Auf diesem Grundstück mit altem Baumbestand im Nordend will die Frankfurter Stiftung für Blinde und Sehbehinderte 20 Wohnungen bauen. © Renate Hoyer

Die Stadt wird nicht versuchen, das Fällen von vier Bäumen für ein Wohnungsprojekt im Nordend zu verhindern. Planungsdezernent Josef verteidigt die Entscheidung der Bauaufsicht.

Die Stadt Frankfurt wird nicht verhindern, dass für ein Wohnungsprojekt auf einem bisher unbebauten Grundstück an der Adlerflychtstraße im Nordend vier Bäume gefällt werden. Der Magistrat sieht dazu keine rechtliche Handhabe.

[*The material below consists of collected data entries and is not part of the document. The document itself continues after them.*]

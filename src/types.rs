use chrono::{DateTime, Utc};
use serde::de::DeserializeOwned;
use serde::{Deserialize, Serialize};
use std::collections::BTreeSet;

use crate::activity::ActivityType;

#[derive(Debug, Clone, PartialEq, Eq, Hash, Serialize, Deserialize)]
pub struct Repository {
    pub name: String,
}

impl Repository {
    pub fn new(name: impl Into<String>) -> Self {
        Self { name: name.into() }
    }
}

/// Organization member as returned by `/orgs/{org}/members`.
#[derive(Debug, Clone, Serialize, Deserialize)]
pub struct OrgMember {
    pub login: String,
    pub id: u64,
}

/// Public profile from `/users/{login}`, used only for the email lookup.
#[derive(Debug, Clone, Serialize, Deserialize)]
pub struct UserProfile {
    pub login: String,
    pub id: u64,
    pub email: Option<String>,
}

/// An organization member together with the activity attributed to them.
#[derive(Debug, Clone, PartialEq, Eq, Serialize, Deserialize)]
pub struct User {
    pub login: String,
    pub id: u64,
    pub email: Option<String>,
    pub activity_types: BTreeSet<ActivityType>,
}

impl User {
    pub fn new(login: impl Into<String>, id: u64) -> Self {
        Self {
            login: login.into(),
            id,
            email: None,
            activity_types: BTreeSet::new(),
        }
    }

    /// A user is active exactly when some activity type was recorded.
    pub fn is_active(&self) -> bool {
        !self.activity_types.is_empty()
    }

    pub fn mark_active(&mut self, activity: ActivityType) {
        self.activity_types.insert(activity);
    }
}

impl From<OrgMember> for User {
    fn from(member: OrgMember) -> Self {
        User::new(member.login, member.id)
    }
}

#[derive(Debug, Clone, Serialize, Deserialize)]
pub struct Actor {
    pub login: String,
}

#[derive(Debug, Clone, Serialize, Deserialize)]
pub struct Commit {
    #[serde(default)]
    pub sha: String,
    /// `None` when the commit email is not linked to an account.
    pub author: Option<Actor>,
    pub commit: CommitDetail,
}

#[derive(Debug, Clone, Serialize, Deserialize)]
pub struct CommitDetail {
    pub author: Option<CommitSignature>,
}

#[derive(Debug, Clone, Serialize, Deserialize)]
pub struct CommitSignature {
    pub name: Option<String>,
    pub email: Option<String>,
    pub date: Option<DateTime<Utc>>,
}

#[derive(Debug, Clone, Serialize, Deserialize)]
pub struct Issue {
    pub id: u64,
    #[serde(default)]
    pub title: String,
    pub user: Option<Actor>,
    pub created_at: Option<DateTime<Utc>>,
}

#[derive(Debug, Clone, Serialize, Deserialize)]
pub struct IssueComment {
    pub id: u64,
    pub user: Option<Actor>,
    pub created_at: Option<DateTime<Utc>>,
    pub updated_at: Option<DateTime<Utc>>,
}

#[derive(Debug, Clone, Serialize, Deserialize)]
pub struct PullRequestComment {
    pub id: u64,
    pub user: Option<Actor>,
    pub created_at: Option<DateTime<Utc>>,
    pub updated_at: Option<DateTime<Utc>>,
}

/// Common view over the four event payloads.
pub trait ActivityEvent: DeserializeOwned + Send + 'static {
    fn actor_login(&self) -> Option<&str>;
    fn occurred_at(&self) -> Option<DateTime<Utc>>;
}

impl ActivityEvent for Commit {
    fn actor_login(&self) -> Option<&str> {
        self.author.as_ref().map(|a| a.login.as_str())
    }

    fn occurred_at(&self) -> Option<DateTime<Utc>> {
        self.commit.author.as_ref().and_then(|a| a.date)
    }
}

impl ActivityEvent for Issue {
    fn actor_login(&self) -> Option<&str> {
        self.user.as_ref().map(|u| u.login.as_str())
    }

    fn occurred_at(&self) -> Option<DateTime<Utc>> {
        self.created_at
    }
}

impl ActivityEvent for IssueComment {
    fn actor_login(&self) -> Option<&str> {
        self.user.as_ref().map(|u| u.login.as_str())
    }

    fn occurred_at(&self) -> Option<DateTime<Utc>> {
        self.updated_at.or(self.created_at)
    }
}

impl ActivityEvent for PullRequestComment {
    fn actor_login(&self) -> Option<&str> {
        self.user.as_ref().map(|u| u.login.as_str())
    }

    fn occurred_at(&self) -> Option<DateTime<Utc>> {
        self.updated_at.or(self.created_at)
    }
}
//! Activity categories and the per-repository fetch seam.

use async_trait::async_trait;
use serde::{Deserialize, Serialize};
use std::collections::BTreeSet;
use std::fmt;
use std::str::FromStr;

use crate::error::{DormantError, Result};
use crate::types::Repository;

/// A category of event that counts as activity.
#[derive(Debug, Clone, Copy, PartialEq, Eq, PartialOrd, Ord, Hash, Serialize, Deserialize)]
#[serde(rename_all = "kebab-case")]
pub enum ActivityType {
    Commits,
    Issues,
    IssueComments,
    PrComments,
}

impl ActivityType {
    pub const ALL: [ActivityType; 4] = [
        ActivityType::Commits,
        ActivityType::Issues,
        ActivityType::IssueComments,
        ActivityType::PrComments,
    ];

    pub fn as_str(self) -> &'static str {
        match self {
            ActivityType::Commits => "commits",
            ActivityType::Issues => "issues",
            ActivityType::IssueComments => "issue-comments",
            ActivityType::PrComments => "pr-comments",
        }
    }

    /// First-page route for this activity in `org/repo` since `since` (ISO 8601).
    pub fn route(self, org: &str, repo: &str, since: &str) -> String {
        let resource = match self {
            ActivityType::Commits => "commits",
            ActivityType::Issues => "issues",
            ActivityType::IssueComments => "issues/comments",
            ActivityType::PrComments => "pulls/comments",
        };
        format!(
            "/repos/{}/{}/{}?per_page=100&since={}",
            org, repo, resource, since
        )
    }

    /// Parse the enabled subset from user-facing tags. Empty input enables everything.
    pub fn parse_set<S: AsRef<str>>(tags: &[S]) -> Result<BTreeSet<ActivityType>> {
        if tags.is_empty() {
            return Ok(ActivityType::ALL.into_iter().collect());
        }
        tags.iter().map(|t| t.as_ref().parse()).collect()
    }
}

impl fmt::Display for ActivityType {
    fn fmt(&self, f: &mut fmt::Formatter<'_>) -> fmt::Result {
        f.write_str(self.as_str())
    }
}

impl FromStr for ActivityType {
    type Err = DormantError;

    fn from_str(s: &str) -> Result<Self> {
        match s.trim().to_lowercase().as_str() {
            "commits" => Ok(ActivityType::Commits),
            "issues" => Ok(ActivityType::Issues),
            "issue-comments" => Ok(ActivityType::IssueComments),
            "pr-comments" => Ok(ActivityType::PrComments),
            other => Err(DormantError::ConfigError(format!(
                "Unknown activity type '{}', expected one of: commits, issues, issue-comments, pr-comments",
                other
            ))),
        }
    }
}

/// Actor logins from one fetch. `gap` describes pages that could not be
/// read, in which case `logins` is partial.
#[derive(Debug, Clone, Default, PartialEq, Eq)]
pub struct ActorLogins {
    pub logins: Vec<String>,
    pub gap: Option<String>,
}

impl ActorLogins {
    pub fn new(logins: Vec<String>) -> Self {
        Self { logins, gap: None }
    }

    pub fn with_gap(mut self, gap: Option<String>) -> Self {
        self.gap = gap;
        self
    }
}

/// Fetches the actor logins of one activity type in one repository.
#[async_trait]
pub trait ActivitySource: Send + Sync {
    async fn actor_logins(
        &self,
        activity: ActivityType,
        org: &str,
        repo: &Repository,
        since: &str,
    ) -> Result<ActorLogins>;
}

Politisch ist die Angelegenheit in der Stadtregierung umstritten.

Die Untere Naturschutzbehörde habe das Fällen abgelehnt, die Bauaufsicht habe trotzdem zugestimmt, sagte Rosemarie Heilig (Grüne) jüngst im Umweltausschuss. „Wir haben versucht, das zu verhindern, die rechtlichen Möglichkeiten sind jetzt aber erschöpft. Da müsste es Unterstützung von anderen Dezernaten geben.“ Doch diese Unterstützung gibt es nicht. Planungsdezernent Mike Josef (SPD) machte am Dienstagabend im Planungsausschuss des Stadtparlaments klar, dass er die Entscheidung der Frankfurter Bauaufsicht nicht nur juristisch, sondern auch politisch richtig findet. Die Frankfurter Stiftung für Blinde und Sehbehinderte schaffe auf dem Grundstück schließlich 20 Mietwohnungen in guter Lage.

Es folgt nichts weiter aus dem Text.